Methylation is a chemical modification of nucleic acid that occurs on DNA and RNA molecules. The researchers do not fully understand the significance of this alteration for a particular cell type and how it affects the connection between the body and cells. The most abundant mRNA modification is M6A, which seems to play a crucial role in cell differentiation and biological processes. The researchers found that a methyl group is adsorbed on the sixth carbon atom of nuclear adenosine in M6A, and the researchers found that the so-called “writer complex” may be responsible for this, as it determines which mRNA adenosine is modified to carry new information outside the genetic code, which is read by so-called reading proteins. The latter can determine the lifespan of the mRNA or translate it into the encoded protein.

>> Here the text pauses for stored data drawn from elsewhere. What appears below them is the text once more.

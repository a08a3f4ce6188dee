use std::time::Duration;

use tracing::debug;
use trust_dns_resolver::Resolver;
use trust_dns_resolver::system_conf::read_system_conf;

use super::{MxError, MxRecord};

/// Source of raw MX answers for an ASCII domain.
///
/// [`SystemResolver`] is the production implementation; anything else (test
/// doubles, fixed routing tables) can be plugged into
/// [`Verifier`](crate::Verifier) through this trait.
pub trait LookupMx: Send + Sync {
    fn lookup_mx(&self, ascii_domain: &str) -> Result<Vec<MxRecord>, MxError>;
}

/// Lookup through the host's resolver configuration (`/etc/resolv.conf`),
/// one attempt per name server bounded by `timeout`.
///
/// The underlying client is built per lookup so the value holds no state.
#[derive(Debug, Clone, Copy, PartialEq, Eq)]
pub struct SystemResolver {
    timeout: Duration,
}

impl SystemResolver {
    pub fn new(timeout: Duration) -> Self {
        Self { timeout }
    }

    pub fn timeout(&self) -> Duration {
        self.timeout
    }

    fn build(&self) -> Result<Resolver, MxError> {
        let (config, mut opts) = read_system_conf().map_err(MxError::resolver_init)?;
        opts.timeout = self.timeout;
        opts.attempts = 1;
        Resolver::new(config, opts).map_err(MxError::resolver_init)
    }
}

impl LookupMx for SystemResolver {
    fn lookup_mx(&self, ascii_domain: &str) -> Result<Vec<MxRecord>, MxError> {
        let resolver = self.build()?;
        // nom absolu: pas de liste "search" appliquée
        let fqdn = format!("{ascii_domain}.");
        let lookup = resolver
            .mx_lookup(fqdn.as_str())
            .map_err(|err| MxError::lookup(ascii_domain, err))?;
        Ok(lookup
            .iter()
            .map(|mx| MxRecord::new(mx.preference(), mx.exchange().to_utf8()))
            .collect())
    }
}

/// Lookup MX records for `domain` using the system resolver.
///
/// The domain is normalized via IDNA before querying DNS. Records come back
/// sorted by ascending preference; records sharing a preference keep the order
/// the server sent them in.
pub fn resolve_mx(domain: &str, timeout: Duration) -> Result<Vec<MxRecord>, MxError> {
    resolve_with(&SystemResolver::new(timeout), domain)
}

pub fn resolve_with<R>(resolver: &R, domain: &str) -> Result<Vec<MxRecord>, MxError>
where
    R: LookupMx + ?Sized,
{
    let ascii = normalize_domain(domain)?;
    let mut records: Vec<MxRecord> = resolver
        .lookup_mx(&ascii)?
        .into_iter()
        .map(|record| MxRecord::new(record.preference, normalize_exchange(&record.exchange)))
        // null MX (RFC 7505): "." => le domaine refuse le courrier
        .filter(|record| !record.exchange.is_empty())
        .collect();

    if records.is_empty() {
        return Err(MxError::no_records(ascii));
    }

    records.sort_by_key(|record| record.preference);
    debug!(domain = %ascii, count = records.len(), "resolved MX records");
    Ok(records)
}

pub(crate) fn normalize_domain(domain: &str) -> Result<String, MxError> {
    let trimmed = domain.trim().trim_end_matches('.');
    if trimmed.is_empty() {
        return Err(MxError::EmptyDomain);
    }
    idna::domain_to_ascii(trimmed).map_err(MxError::idna)
}

pub(crate) fn normalize_exchange(exchange: &str) -> String {
    let trimmed = exchange.trim().trim_end_matches('.');
    trimmed.to_ascii_lowercase()
}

In this paper, the researchers investigated how the deletion of M6A affects the biological characteristics of T cells. For this reason, the researchers knocked out a component of the M6A writer complex in mice, including regulatory T cells and primitive T cells. Previous studies have shown that M6A modification is essential for T cell function when antigens are recognized. Antigen recognition will lead to T cell activation, cell division, and the acquisition of effector function. Regulatory T cells lacking M6A can not control the immune response. On the other hand, primordial T cells will be blocked and fall into a “coma” during differentiation.

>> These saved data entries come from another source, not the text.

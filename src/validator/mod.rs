mod types;

pub use types::{EmailAddress, SyntaxError};

use std::sync::LazyLock;

use regex::Regex;

// local@labels.tld, tld alphabétique >= 2
static EMAIL_SHAPE: LazyLock<Regex> = LazyLock::new(|| {
    Regex::new(r"^[A-Za-z0-9._%+-]+@[A-Za-z0-9.-]+\.[A-Za-z]{2,}$")
        .unwrap_or_else(|err| panic!("email pattern must compile: {err}"))
});

/// Returns `true` when `address` has the shape `local@domain.tld`.
///
/// Purely syntactic: a match says nothing about whether the domain exists.
pub fn is_valid_syntax(address: &str) -> bool {
    EMAIL_SHAPE.is_match(address)
}

/// Substring after the last `@`. Empty when there is none.
pub fn extract_domain(address: &str) -> &str {
    split_address(address).map(|(_, domain)| domain).unwrap_or("")
}

/// Splits on the last `@` into `(local, domain)`.
pub fn split_address(address: &str) -> Option<(&str, &str)> {
    address.rsplit_once('@')
}

impl EmailAddress {
    pub fn parse(address: &str) -> Result<Self, SyntaxError> {
        if !is_valid_syntax(address) {
            return Err(SyntaxError::InvalidFormat);
        }
        let (local, domain) = split_address(address).ok_or(SyntaxError::InvalidFormat)?;
        Ok(Self {
            local: local.to_string(),
            domain: domain.to_string(),
        })
    }
}

#[cfg(test)]
mod tests {
    use super::*;
    use proptest::prelude::*;

    #[test]
    fn accepts_basic() {
        assert!(is_valid_syntax("alice@example.com"));
        assert!(is_valid_syntax("first.last+tag%x_y-z@mail.sub-domain.example.org"));
        assert!(is_valid_syntax("user@nonexistent-domain-xyz123.invalid"));
    }

    #[test]
    fn rejects_malformed() {
        for input in [
            "",
            "plainaddress",
            "@example.com",
            "alice@",
            "alice@example",
            "alice@example.c",
            "alice@example.c0m",
            "a@@example.com",
            "alice smith@example.com",
            "alice@exa mple.com",
            "alice@exämple.com",
            "alice@example.com\n",
            " alice@example.com",
        ] {
            assert!(!is_valid_syntax(input), "{input:?} should be rejected");
        }
    }

    #[test]
    fn domain_is_suffix_after_last_at() {
        assert_eq!(extract_domain("alice@example.com"), "example.com");
        assert_eq!(extract_domain("no-at-sign"), "");
        assert_eq!(split_address("a@b@c.io"), Some(("a@b", "c.io")));
    }

    #[test]
    fn parse_splits_valid_address() {
        let email = EmailAddress::parse("bob.smith@Example.ORG").expect("valid");
        assert_eq!(email.local(), "bob.smith");
        assert_eq!(email.domain(), "Example.ORG");
        assert_eq!(email.to_string(), "bob.smith@Example.ORG");
    }

    #[test]
    fn parse_rejects_invalid() {
        assert_eq!(
            EmailAddress::parse("not an email"),
            Err(SyntaxError::InvalidFormat)
        );
    }

    proptest! {
        #[test]
        fn strings_without_at_never_validate(s in "[^@]*") {
            prop_assert!(!is_valid_syntax(&s));
        }

        #[test]
        fn well_formed_addresses_validate(
            local in "[A-Za-z0-9._%+-]{1,20}",
            label in "[A-Za-z0-9-]{1,15}",
            tld in "[A-Za-z]{2,6}",
        ) {
            let address = format!("{local}@{label}.{tld}");
            prop_assert!(is_valid_syntax(&address));
            let domain = format!("{label}.{tld}");
            prop_assert_eq!(extract_domain(&address), domain.as_str());
        }

        #[test]
        fn extract_domain_is_idempotent(
            local in "[A-Za-z0-9._%+-]{1,20}",
            domain in "[A-Za-z0-9-]{1,15}\\.[A-Za-z]{2,6}",
        ) {
            let address = format!("{local}@{domain}");
            let first = extract_domain(&address);
            prop_assert_eq!(first, extract_domain(&address));
            prop_assert_eq!(extract_domain(first), "");
        }
    }
}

The latest findings suggest that primitive T cells may be different and genetic inactivation regulated by the M6A gene may alter T cell signal transduction and increase calcium flow, making them overactive and inducing cell death. The absence of m6A regulation in T cells may make mice cause severe inflammation, suffering from colitis. This disease is usually induced by the over-activation of conventional T cells because regulatory T cells can no longer slow down the activation of primordial T cells. Complex disorders of immune response will occur in T cells lacking M6A, and primordial T cells activated by antigen recognition will begin to divide and then die, resulting in illnesses caused by the loss of regulatory T cell inhibition.

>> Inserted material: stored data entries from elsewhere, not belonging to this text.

//! Disposable-domain classification.
//!
//! The built-in list is small and non-authoritative: unlisted throwaway
//! providers are reported as regular domains. Deployments that care should
//! ship their own list through [`DisposableDomains::from_domains`].

use std::collections::HashSet;

use phf::phf_set;

const BUILTIN_DOMAINS: phf::Set<&'static str> = phf_set! {
    "mailinator.com",
    "10minutemail.com",
    "tempmail.com",
    "guerrillamail.com",
    "yopmail.com",
    "trashmail.com",
    "sharklasers.com",
    "throwawaymail.com",
    "maildrop.cc",
    "getnada.com",
};

/// Read-only set of known disposable domains, compared lower-cased.
#[derive(Debug, Clone, PartialEq, Eq)]
pub struct DisposableDomains {
    domains: HashSet<String>,
}

impl DisposableDomains {
    /// Builds a set replacing the built-in list entirely. Blank entries are ignored.
    pub fn from_domains<I, S>(domains: I) -> Self
    where
        I: IntoIterator<Item = S>,
        S: AsRef<str>,
    {
        let domains = domains
            .into_iter()
            .filter_map(|d| normalize(d.as_ref()))
            .collect();
        Self { domains }
    }

    /// Empty set: nothing is ever classified as disposable.
    pub fn empty() -> Self {
        Self {
            domains: HashSet::new(),
        }
    }

    /// Adds domains on top of the current set.
    pub fn with_domains<I, S>(mut self, domains: I) -> Self
    where
        I: IntoIterator<Item = S>,
        S: AsRef<str>,
    {
        self.domains
            .extend(domains.into_iter().filter_map(|d| normalize(d.as_ref())));
        self
    }

    pub fn is_disposable(&self, domain: &str) -> bool {
        normalize(domain).is_some_and(|d| self.domains.contains(&d))
    }

    pub fn len(&self) -> usize {
        self.domains.len()
    }

    pub fn is_empty(&self) -> bool {
        self.domains.is_empty()
    }
}

impl Default for DisposableDomains {
    fn default() -> Self {
        Self::from_domains(BUILTIN_DOMAINS.iter())
    }
}

/// Checks `domain` against the built-in list.
pub fn is_disposable(domain: &str) -> bool {
    normalize(domain).is_some_and(|d| BUILTIN_DOMAINS.contains(d.as_str()))
}

fn normalize(domain: &str) -> Option<String> {
    let trimmed = domain.trim().trim_end_matches('.');
    if trimmed.is_empty() {
        return None;
    }
    Some(trimmed.to_ascii_lowercase())
}
use std::io::{self, BufRead, BufReader, Read, Write};
use std::net::{SocketAddr, TcpStream, ToSocketAddrs};

use super::options::ProbeOptions;
use super::types::{AttemptStage, SmtpEvent, SmtpReply};

// RFC 5321 4.5.3.1.5 borne les lignes à 512 octets; on reste tolérant.
const MAX_LINE_LEN: u64 = 4096;
const MAX_REPLY_LINES: usize = 128;

/// Opens the transport for one exchange host.
///
/// [`TcpDialer`] is the production implementation; tests substitute scripted
/// in-memory streams.
pub trait Dialer: Send + Sync {
    type Stream: Read + Write;

    /// Returns the connected stream and a printable peer address.
    fn dial(&self, host: &str, options: &ProbeOptions) -> io::Result<(Self::Stream, String)>;
}

#[derive(Debug, Clone, Copy, Default, PartialEq, Eq)]
pub struct TcpDialer;

impl Dialer for TcpDialer {
    type Stream = TcpStream;

    fn dial(&self, host: &str, options: &ProbeOptions) -> io::Result<(TcpStream, String)> {
        let addrs = resolve_socket_addrs(host, options.port, options.ipv6)?;
        let mut last_err = None;
        for addr in &addrs {
            match TcpStream::connect_timeout(addr, options.timeout) {
                Ok(stream) => {
                    stream.set_read_timeout(Some(options.timeout))?;
                    stream.set_write_timeout(Some(options.timeout))?;
                    return Ok((stream, addr.to_string()));
                }
                Err(err) => last_err = Some(err),
            }
        }
        Err(last_err.unwrap_or_else(|| {
            io::Error::new(
                io::ErrorKind::AddrNotAvailable,
                "no socket address available",
            )
        }))
    }
}

fn resolve_socket_addrs(host: &str, port: u16, allow_ipv6: bool) -> io::Result<Vec<SocketAddr>> {
    Ok((host, port)
        .to_socket_addrs()?
        .filter(|addr| allow_ipv6 || addr.is_ipv4())
        .collect())
}

/// One SMTP client session over an already connected stream, recording every
/// exchange in a transcript. The stream is closed when the session is dropped.
pub(crate) struct SmtpSession<S: Read + Write> {
    reader: BufReader<S>,
    transcript: Vec<SmtpEvent>,
}

impl<S: Read + Write> SmtpSession<S> {
    pub(crate) fn new(stream: S) -> Self {
        Self {
            reader: BufReader::new(stream),
            transcript: Vec::new(),
        }
    }

    /// Sends `command` and waits for its reply.
    pub(crate) fn command(&mut self, command: &str, stage: AttemptStage) -> io::Result<SmtpReply> {
        self.transcript.push(SmtpEvent::Sent {
            stage,
            command: command.to_string(),
        });
        if let Err(err) = self.send_line(command) {
            self.record_error(stage, &err);
            return Err(err);
        }
        self.read_reply(stage)
    }

    pub(crate) fn read_reply(&mut self, stage: AttemptStage) -> io::Result<SmtpReply> {
        match self.read_reply_lines() {
            Ok(reply) => {
                self.transcript.push(SmtpEvent::Received {
                    stage,
                    reply: reply.clone(),
                });
                Ok(reply)
            }
            Err(err) => {
                self.record_error(stage, &err);
                Err(err)
            }
        }
    }

    /// Best effort: the peer may already be gone.
    pub(crate) fn quit(&mut self) {
        let _ = self.command("QUIT", AttemptStage::Quit);
    }

    pub(crate) fn into_transcript(self) -> Vec<SmtpEvent> {
        self.transcript
    }

    fn send_line(&mut self, command: &str) -> io::Result<()> {
        let mut line = command.as_bytes().to_vec();
        line.extend_from_slice(b"\r\n");
        let stream = self.reader.get_mut();
        stream.write_all(&line)?;
        stream.flush()
    }

    fn record_error(&mut self, stage: AttemptStage, err: &io::Error) {
        self.transcript.push(SmtpEvent::Error {
            stage,
            message: err.to_string(),
        });
    }

    fn read_reply_lines(&mut self) -> io::Result<SmtpReply> {
        let mut code = None;
        let mut message_lines = Vec::new();
        loop {
            if message_lines.len() >= MAX_REPLY_LINES {
                return Err(invalid_data("SMTP reply has too many lines".to_string()));
            }
            let raw = self.read_line()?;
            if raw.len() < 3 || !raw.is_char_boundary(3) {
                return Err(invalid_data(format!("invalid SMTP reply: '{raw}'")));
            }
            let code_part = &raw[..3];
            let parsed_code = code_part
                .parse::<u16>()
                .ok()
                .filter(|c| (200..600).contains(c))
                .ok_or_else(|| invalid_data(format!("invalid SMTP status code: '{code_part}'")))?;
            match code {
                Some(existing) if existing != parsed_code => {
                    return Err(invalid_data(format!(
                        "inconsistent SMTP reply codes: {existing} vs {parsed_code}"
                    )));
                }
                Some(_) => {}
                None => code = Some(parsed_code),
            }
            let continuation = raw.as_bytes().get(3) == Some(&b'-');
            let text = raw.get(4..).unwrap_or_default().to_string();
            message_lines.push(text);
            if !continuation {
                return Ok(SmtpReply {
                    code: parsed_code,
                    message: message_lines.join("\n"),
                });
            }
        }
    }

    fn read_line(&mut self) -> io::Result<String> {
        let mut buf = Vec::new();
        let read = (&mut self.reader)
            .take(MAX_LINE_LEN)
            .read_until(b'\n', &mut buf)?;
        if read == 0 {
            return Err(io::Error::new(
                io::ErrorKind::UnexpectedEof,
                "connection closed while reading reply",
            ));
        }
        if buf.last() != Some(&b'\n') {
            if read as u64 >= MAX_LINE_LEN {
                return Err(invalid_data("SMTP reply line too long".to_string()));
            }
            return Err(io::Error::new(
                io::ErrorKind::UnexpectedEof,
                "connection closed mid-line",
            ));
        }
        buf.pop();
        if buf.last() == Some(&b'\r') {
            buf.pop();
        }
        Ok(String::from_utf8_lossy(&buf).into_owned())
    }
}

fn invalid_data(message: String) -> io::Error {
    io::Error::new(io::ErrorKind::InvalidData, message)
}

Next, the researchers want to continue to study special molecules that recognize this methylation modification. They want to identify new key molecules activated by T cells through an in-depth understanding of this type of genetic regulation, so that they can understand which mRNAs will be modified, thus requiring a precise definition of the level of an immune response without error. Researchers may know which nodes can apply in therapy after fully understanding how this regulation prevents cell death or overactivation, researchers may know which nodes can be therapeutically manipulated. In summary, the study reveals how m6A modification affects T cell antigen receptor signaling and determines the mechanism of T cell activation and survival.